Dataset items
____________________

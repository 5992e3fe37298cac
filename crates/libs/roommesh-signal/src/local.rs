use std::collections::{BTreeSet, HashMap};
use std::sync::{Arc, Mutex, MutexGuard};

use tokio::sync::mpsc;

use crate::channel::SignalingChannel;
use crate::error::SignalError;
use crate::types::*;

pub type EventSender = mpsc::UnboundedSender<SignalEvent>;
pub type EventReceiver = mpsc::UnboundedReceiver<SignalEvent>;

/// In-process signaling service.
///
/// All state sits behind one lock, which makes room creation atomic: of
/// several participants racing to create the same room, exactly one becomes
/// its coordinator and the rest observe a join. Messages are pushed through
/// their MessagePack form on the way to each recipient.
#[derive(Clone, Default)]
pub struct LocalBus {
    hub: Arc<Mutex<Hub>>,
}

#[derive(Default)]
struct Hub {
    next_id: u32,
    peers: HashMap<ParticipantId, Peer>,
    rooms: HashMap<String, Room>,
}

struct Peer {
    events: EventSender,
    connected: bool,
    room: Option<String>,
}

struct Room {
    coordinator: Option<ParticipantId>,
    members: BTreeSet<ParticipantId>,
    max_participants: u8,
}

impl LocalBus {
    pub fn new() -> Self {
        Self::default()
    }

    /// Register a new participant. It starts disconnected.
    pub fn attach(&self) -> (LocalChannel, EventReceiver) {
        let (tx, rx) = mpsc::unbounded_channel();
        let mut hub = lock(&self.hub);
        hub.next_id += 1;
        let id = ParticipantId(hub.next_id);
        hub.peers.insert(id, Peer { events: tx, connected: false, room: None });
        log::trace!("local_bus: attached {}", id);
        (LocalChannel { id, hub: Arc::clone(&self.hub) }, rx)
    }

    /// Service-side disconnect of one participant. Returns `false` if it was
    /// not connected.
    pub fn drop_participant(&self, id: ParticipantId) -> bool {
        let mut hub = lock(&self.hub);
        hub.disconnect(id)
    }

    pub fn room_members(&self, room: &str) -> Vec<ParticipantId> {
        let hub = lock(&self.hub);
        hub.rooms.get(room).map(|r| r.members.iter().copied().collect()).unwrap_or_default()
    }

    pub fn coordinator_of(&self, room: &str) -> Option<ParticipantId> {
        let hub = lock(&self.hub);
        hub.rooms.get(room).and_then(|r| r.coordinator)
    }
}

// A poisoned hub only means another participant panicked mid-update; the
// maps are still structurally valid.
fn lock(hub: &Mutex<Hub>) -> MutexGuard<'_, Hub> {
    hub.lock().unwrap_or_else(|poisoned| poisoned.into_inner())
}

impl Hub {
    fn emit(&self, id: ParticipantId, event: SignalEvent) {
        if let Some(peer) = self.peers.get(&id) {
            let _ = peer.events.send(event);
        }
    }

    fn peer(&self, id: ParticipantId) -> Result<&Peer, SignalError> {
        self.peers.get(&id).ok_or(SignalError::UnknownParticipant(id))
    }

    fn require_connected(&self, id: ParticipantId) -> Result<(), SignalError> {
        if self.peer(id)?.connected {
            Ok(())
        } else {
            Err(SignalError::NotConnected)
        }
    }

    fn leave_room(&mut self, id: ParticipantId) {
        let Some(name) = self.peers.get_mut(&id).and_then(|peer| peer.room.take()) else {
            return;
        };
        let Some(room) = self.rooms.get_mut(&name) else {
            return;
        };
        room.members.remove(&id);
        if room.coordinator == Some(id) {
            log::info!("local_bus: coordinator {} left <{}>", id, name);
            room.coordinator = None;
        }
        if room.members.is_empty() {
            self.rooms.remove(&name);
            log::debug!("local_bus: closed empty room <{}>", name);
        }
    }

    fn disconnect(&mut self, id: ParticipantId) -> bool {
        let was_connected = match self.peers.get_mut(&id) {
            Some(peer) => std::mem::replace(&mut peer.connected, false),
            None => return false,
        };
        if !was_connected {
            return false;
        }
        self.leave_room(id);
        self.emit(id, SignalEvent::Disconnected);
        true
    }

    fn join(&mut self, id: ParticipantId, name: &str) {
        let room_full = match self.rooms.get(name) {
            None => {
                self.emit(
                    id,
                    SignalEvent::JoinFailed {
                        room: name.to_string(),
                        reason: JoinFailure::NoSuchRoom,
                    },
                );
                return;
            }
            Some(room) => {
                !room.members.contains(&id) && room.members.len() >= room.max_participants as usize
            }
        };
        if room_full {
            self.emit(
                id,
                SignalEvent::JoinFailed { room: name.to_string(), reason: JoinFailure::RoomFull },
            );
            return;
        }

        if self.peers.get(&id).and_then(|p| p.room.as_deref()) != Some(name) {
            self.leave_room(id);
        }
        let coordinator = match self.rooms.get_mut(name) {
            Some(room) => {
                room.members.insert(id);
                room.coordinator
            }
            None => return,
        };
        if let Some(peer) = self.peers.get_mut(&id) {
            peer.room = Some(name.to_string());
        }
        log::debug!("local_bus: {} joined <{}>", id, name);
        self.emit(id, SignalEvent::RoomJoined { room: name.to_string(), coordinator });
    }

    fn create(&mut self, id: ParticipantId, name: &str, options: RoomOptions) {
        if self.rooms.contains_key(name) {
            log::debug!("local_bus: <{}> already exists, {} joins instead", name, id);
            self.join(id, name);
            return;
        }
        self.leave_room(id);
        let mut members = BTreeSet::new();
        members.insert(id);
        self.rooms.insert(
            name.to_string(),
            Room {
                coordinator: Some(id),
                members,
                max_participants: options.max_participants.max(1),
            },
        );
        if let Some(peer) = self.peers.get_mut(&id) {
            peer.room = Some(name.to_string());
        }
        log::info!("local_bus: {} created <{}>", id, name);
        self.emit(id, SignalEvent::RoomCreated { room: name.to_string() });
        self.emit(id, SignalEvent::RoomJoined { room: name.to_string(), coordinator: Some(id) });
    }

    fn recipients(
        &self,
        from: ParticipantId,
        target: Target,
    ) -> Result<Vec<ParticipantId>, SignalError> {
        let name = self.peer(from)?.room.as_deref().ok_or(SignalError::NotInRoom)?;
        let room = self.rooms.get(name).ok_or(SignalError::NotInRoom)?;
        match target {
            Target::Coordinator => {
                room.coordinator.map(|c| vec![c]).ok_or(SignalError::NoCoordinator)
            }
            Target::Participant(to) if room.members.contains(&to) => Ok(vec![to]),
            Target::Participant(to) => Err(SignalError::UnknownParticipant(to)),
            Target::Others => Ok(room.members.iter().copied().filter(|m| *m != from).collect()),
        }
    }
}

/// One participant's handle on a [`LocalBus`].
pub struct LocalChannel {
    id: ParticipantId,
    hub: Arc<Mutex<Hub>>,
}

impl SignalingChannel for LocalChannel {
    fn local_id(&self) -> ParticipantId {
        self.id
    }

    fn is_connected(&self) -> bool {
        let hub = lock(&self.hub);
        hub.peers.get(&self.id).map(|p| p.connected).unwrap_or(false)
    }

    fn connect(&self) -> Result<(), SignalError> {
        let mut hub = lock(&self.hub);
        let peer = hub.peers.get_mut(&self.id).ok_or(SignalError::UnknownParticipant(self.id))?;
        if peer.connected {
            return Ok(());
        }
        peer.connected = true;
        hub.emit(self.id, SignalEvent::Connected);
        Ok(())
    }

    fn join_room(&self, room: &str) -> Result<(), SignalError> {
        let mut hub = lock(&self.hub);
        hub.require_connected(self.id)?;
        hub.join(self.id, room);
        Ok(())
    }

    fn create_room(&self, room: &str, options: RoomOptions) -> Result<(), SignalError> {
        let mut hub = lock(&self.hub);
        hub.require_connected(self.id)?;
        hub.create(self.id, room, options);
        Ok(())
    }

    fn send(&self, target: Target, message: &SignalMessage) -> Result<(), SignalError> {
        let hub = lock(&self.hub);
        hub.require_connected(self.id)?;
        let recipients = hub.recipients(self.id, target)?;
        let wire = message.encode()?;
        log::trace!(
            "local_bus: {} -> {:?} {} ({} bytes, {} recipients)",
            self.id,
            target,
            message.tag(),
            wire.len(),
            recipients.len()
        );
        for to in recipients {
            let message = SignalMessage::decode(&wire)?;
            hub.emit(to, SignalEvent::Message { from: self.id, message });
        }
        Ok(())
    }

    fn disconnect(&self) -> Result<(), SignalError> {
        let mut hub = lock(&self.hub);
        hub.disconnect(self.id);
        Ok(())
    }
}

#[cfg(test)]
mod tests {
    use super::*;

    fn drain(rx: &mut EventReceiver) -> Vec<SignalEvent> {
        let mut events = Vec::new();
        while let Ok(event) = rx.try_recv() {
            events.push(event);
        }
        events
    }

    #[test]
    fn join_before_connect_is_rejected() {
        let bus = LocalBus::new();
        let (channel, _rx) = bus.attach();
        assert!(matches!(channel.join_room("r"), Err(SignalError::NotConnected)));
    }

    #[test]
    fn connect_is_idempotent() {
        let bus = LocalBus::new();
        let (channel, mut rx) = bus.attach();
        channel.connect().expect("connect");
        channel.connect().expect("connect again");
        assert_eq!(drain(&mut rx), vec![SignalEvent::Connected]);
        assert!(channel.is_connected());
    }

    #[test]
    fn missing_room_fails_join() {
        let bus = LocalBus::new();
        let (channel, mut rx) = bus.attach();
        channel.connect().expect("connect");
        channel.join_room("lab").expect("join");
        assert_eq!(
            drain(&mut rx),
            vec![
                SignalEvent::Connected,
                SignalEvent::JoinFailed { room: "lab".into(), reason: JoinFailure::NoSuchRoom },
            ]
        );
    }

    #[test]
    fn creator_sees_created_then_joined() {
        let bus = LocalBus::new();
        let (channel, mut rx) = bus.attach();
        channel.connect().expect("connect");
        channel.create_room("lab", RoomOptions::default()).expect("create");
        let id = channel.local_id();
        assert_eq!(
            drain(&mut rx),
            vec![
                SignalEvent::Connected,
                SignalEvent::RoomCreated { room: "lab".into() },
                SignalEvent::RoomJoined { room: "lab".into(), coordinator: Some(id) },
            ]
        );
        assert_eq!(bus.coordinator_of("lab"), Some(id));
    }

    #[test]
    fn full_room_rejects_join() {
        let bus = LocalBus::new();
        let (owner, _owner_rx) = bus.attach();
        owner.connect().expect("connect");
        owner.create_room("lab", RoomOptions { max_participants: 1 }).expect("create");

        let (late, mut late_rx) = bus.attach();
        late.connect().expect("connect");
        late.join_room("lab").expect("join");
        assert_eq!(
            drain(&mut late_rx).last(),
            Some(&SignalEvent::JoinFailed { room: "lab".into(), reason: JoinFailure::RoomFull })
        );
    }

    #[test]
    fn coordinator_leaving_clears_coordinator() {
        let bus = LocalBus::new();
        let (owner, _owner_rx) = bus.attach();
        owner.connect().expect("connect");
        owner.create_room("lab", RoomOptions::default()).expect("create");
        let (member, _member_rx) = bus.attach();
        member.connect().expect("connect");
        member.join_room("lab").expect("join");

        owner.disconnect().expect("disconnect");
        assert_eq!(bus.coordinator_of("lab"), None);
        assert_eq!(bus.room_members("lab"), vec![member.local_id()]);
        let request = SignalMessage::RequestPull { requester: member.local_id() };
        assert!(matches!(
            member.send(Target::Coordinator, &request),
            Err(SignalError::NoCoordinator)
        ));
    }

    #[test]
    fn drop_participant_emits_disconnect() {
        let bus = LocalBus::new();
        let (channel, mut rx) = bus.attach();
        channel.connect().expect("connect");
        assert!(bus.drop_participant(channel.local_id()));
        assert!(!bus.drop_participant(channel.local_id()));
        assert_eq!(drain(&mut rx), vec![SignalEvent::Connected, SignalEvent::Disconnected]);
        assert!(!channel.is_connected());
    }
}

____________________

◆ **YOUR OBJECTIVE**
Only lines with the word "info" are needed. Copy them from the preceding records.

◆ **WRITTEN REPLY**
            log::info!("local_bus: coordinator {} left <{}>", id, name);
        log::info!("local_bus: {} created <{}>", id, name);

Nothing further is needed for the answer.